GIVEN DATA:
--------

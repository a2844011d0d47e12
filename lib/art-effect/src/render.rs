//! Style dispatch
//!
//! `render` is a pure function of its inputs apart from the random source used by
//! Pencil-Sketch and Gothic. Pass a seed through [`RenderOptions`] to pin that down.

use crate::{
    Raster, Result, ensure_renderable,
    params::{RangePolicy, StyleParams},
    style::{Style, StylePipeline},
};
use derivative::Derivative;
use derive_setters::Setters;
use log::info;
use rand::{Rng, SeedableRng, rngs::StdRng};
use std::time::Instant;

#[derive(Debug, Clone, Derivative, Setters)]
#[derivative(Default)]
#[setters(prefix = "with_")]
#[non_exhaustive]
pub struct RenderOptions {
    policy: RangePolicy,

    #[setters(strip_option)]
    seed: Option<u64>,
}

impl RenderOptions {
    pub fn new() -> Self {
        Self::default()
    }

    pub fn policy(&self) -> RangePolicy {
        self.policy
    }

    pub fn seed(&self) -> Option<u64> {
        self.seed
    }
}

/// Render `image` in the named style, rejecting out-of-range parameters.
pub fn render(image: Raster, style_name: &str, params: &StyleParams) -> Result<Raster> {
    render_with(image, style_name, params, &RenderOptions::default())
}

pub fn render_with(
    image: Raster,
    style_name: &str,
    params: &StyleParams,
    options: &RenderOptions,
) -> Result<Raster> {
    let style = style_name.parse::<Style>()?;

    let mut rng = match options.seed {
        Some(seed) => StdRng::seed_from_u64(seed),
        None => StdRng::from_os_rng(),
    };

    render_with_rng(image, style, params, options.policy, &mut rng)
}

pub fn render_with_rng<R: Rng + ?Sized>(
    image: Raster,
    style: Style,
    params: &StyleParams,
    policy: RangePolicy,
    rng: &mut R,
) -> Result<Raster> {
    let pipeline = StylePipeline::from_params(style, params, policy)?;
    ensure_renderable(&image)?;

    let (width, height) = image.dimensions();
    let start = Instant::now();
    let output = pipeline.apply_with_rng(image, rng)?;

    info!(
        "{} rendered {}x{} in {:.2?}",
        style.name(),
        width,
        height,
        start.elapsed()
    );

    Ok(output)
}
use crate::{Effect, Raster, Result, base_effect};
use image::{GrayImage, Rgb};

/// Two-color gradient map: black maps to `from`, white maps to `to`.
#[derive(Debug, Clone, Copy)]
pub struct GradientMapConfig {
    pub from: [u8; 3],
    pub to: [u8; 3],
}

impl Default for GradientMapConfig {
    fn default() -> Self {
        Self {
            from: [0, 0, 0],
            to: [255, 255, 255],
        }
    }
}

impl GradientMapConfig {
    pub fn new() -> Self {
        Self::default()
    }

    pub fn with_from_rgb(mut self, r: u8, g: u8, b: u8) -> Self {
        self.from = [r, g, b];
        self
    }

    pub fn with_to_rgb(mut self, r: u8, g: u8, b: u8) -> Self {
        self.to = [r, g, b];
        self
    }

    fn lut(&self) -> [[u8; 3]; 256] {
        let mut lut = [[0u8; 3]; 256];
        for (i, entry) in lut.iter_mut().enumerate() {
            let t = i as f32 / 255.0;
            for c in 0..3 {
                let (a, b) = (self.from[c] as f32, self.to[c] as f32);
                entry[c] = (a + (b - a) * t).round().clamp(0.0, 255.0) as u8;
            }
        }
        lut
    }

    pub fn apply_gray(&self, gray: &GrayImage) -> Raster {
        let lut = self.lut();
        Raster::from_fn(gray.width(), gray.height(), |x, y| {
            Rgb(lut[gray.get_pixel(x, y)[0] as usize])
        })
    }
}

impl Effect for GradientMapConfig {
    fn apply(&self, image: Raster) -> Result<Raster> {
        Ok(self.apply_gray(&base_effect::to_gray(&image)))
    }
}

--------

WORK REQUEST:
Please print, unchanged, the lines from the one holding "impl Default for" through the last line of the listing above, including both and omitting the rest.

TASK RESPONSE:
impl Default for GradientMapConfig {
    fn default() -> Self {
        Self {
            from: [0, 0, 0],
            to: [255, 255, 255],
        }
    }
}

impl GradientMapConfig {
    pub fn new() -> Self {
        Self::default()
    }

    pub fn with_from_rgb(mut self, r: u8, g: u8, b: u8) -> Self {
        self.from = [r, g, b];
        self
    }

    pub fn with_to_rgb(mut self, r: u8, g: u8, b: u8) -> Self {
        self.to = [r, g, b];
        self
    }

    fn lut(&self) -> [[u8; 3]; 256] {
        let mut lut = [[0u8; 3]; 256];
        for (i, entry) in lut.iter_mut().enumerate() {
            let t = i as f32 / 255.0;
            for c in 0..3 {
                let (a, b) = (self.from[c] as f32, self.to[c] as f32);
                entry[c] = (a + (b - a) * t).round().clamp(0.0, 255.0) as u8;
            }
        }
        lut
    }

    pub fn apply_gray(&self, gray: &GrayImage) -> Raster {
        let lut = self.lut();
        Raster::from_fn(gray.width(), gray.height(), |x, y| {
            Rgb(lut[gray.get_pixel(x, y)[0] as usize])
        })
    }
}

impl Effect for GradientMapConfig {
    fn apply(&self, image: Raster) -> Result<Raster> {
        Ok(self.apply_gray(&base_effect::to_gray(&image)))
    }
}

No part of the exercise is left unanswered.